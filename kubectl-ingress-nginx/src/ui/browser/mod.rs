mod error;

use std::io::{IsTerminal, Write};

use crossterm::style::Stylize;
use ingress_nginx_base::consts::ENV_IGNORE_FZF;
use snafu::ResultExt;

pub use self::error::Error;

/// Program that opens a URL with the user's preferred application.
#[cfg(target_os = "macos")]
const OPENER: &str = "open";
#[cfg(not(target_os = "macos"))]
const OPENER: &str = "xdg-open";

/// Whether URLs should be picked interactively instead of printed.
pub fn is_interactive_mode() -> bool {
    std::env::var_os(ENV_IGNORE_FZF).is_none_or(|value| value.is_empty())
        && std::io::stdout().is_terminal()
}

/// Opens `url` in the system browser and reports it on stderr.
///
/// # Errors
///
/// Fails when the opener cannot be started or exits unsuccessfully.
pub async fn open_url(url: &str) -> Result<(), Error> {
    tracing::debug!("Opening {url} with {OPENER}");
    let status = tokio::process::Command::new(OPENER)
        .arg(url)
        .stdin(std::process::Stdio::null())
        .stdout(std::process::Stdio::null())
        .status()
        .await
        .with_context(|_| error::SpawnOpenerSnafu { program: OPENER, url })?;

    if !status.success() {
        return error::OpenerFailedSnafu { program: OPENER, url, status }.fail();
    }

    let mut stderr = std::io::stderr().lock();
    if let Err(err) =
        writeln!(stderr, "{} Open url in browser: {}", "✔".green(), url.to_string().green())
    {
        tracing::debug!("Failed to report the opened url, error: {err}");
    }
    Ok(())
}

• • •

• _EXERCISE INSTRUCTIONS_
Generate an exact reproduction of all entries.

• _COMPLETED EXERCISE_
filename kubectl-ingress-nginx/src/ui/browser/mod.rs
mod error;

use std::io::{IsTerminal, Write};

use crossterm::style::Stylize;
use ingress_nginx_base::consts::ENV_IGNORE_FZF;
use snafu::ResultExt;

pub use self::error::Error;

/// Program that opens a URL with the user's preferred application.
#[cfg(target_os = "macos")]
const OPENER: &str = "open";
#[cfg(not(target_os = "macos"))]
const OPENER: &str = "xdg-open";

/// Whether URLs should be picked interactively instead of printed.
pub fn is_interactive_mode() -> bool {
    std::env::var_os(ENV_IGNORE_FZF).is_none_or(|value| value.is_empty())
        && std::io::stdout().is_terminal()
}

/// Opens `url` in the system browser and reports it on stderr.
///
/// # Errors
///
/// Fails when the opener cannot be started or exits unsuccessfully.
pub async fn open_url(url: &str) -> Result<(), Error> {
    tracing::debug!("Opening {url} with {OPENER}");
    let status = tokio::process::Command::new(OPENER)
        .arg(url)
        .stdin(std::process::Stdio::null())
        .stdout(std::process::Stdio::null())
        .status()
        .await
        .with_context(|_| error::SpawnOpenerSnafu { program: OPENER, url })?;

    if !status.success() {
        return error::OpenerFailedSnafu { program: OPENER, url, status }.fail();
    }

    let mut stderr = std::io::stderr().lock();
    if let Err(err) =
        writeln!(stderr, "{} Open url in browser: {}", "✔".green(), url.to_string().green())
    {
        tracing::debug!("Failed to report the opened url, error: {err}");
    }
    Ok(())
}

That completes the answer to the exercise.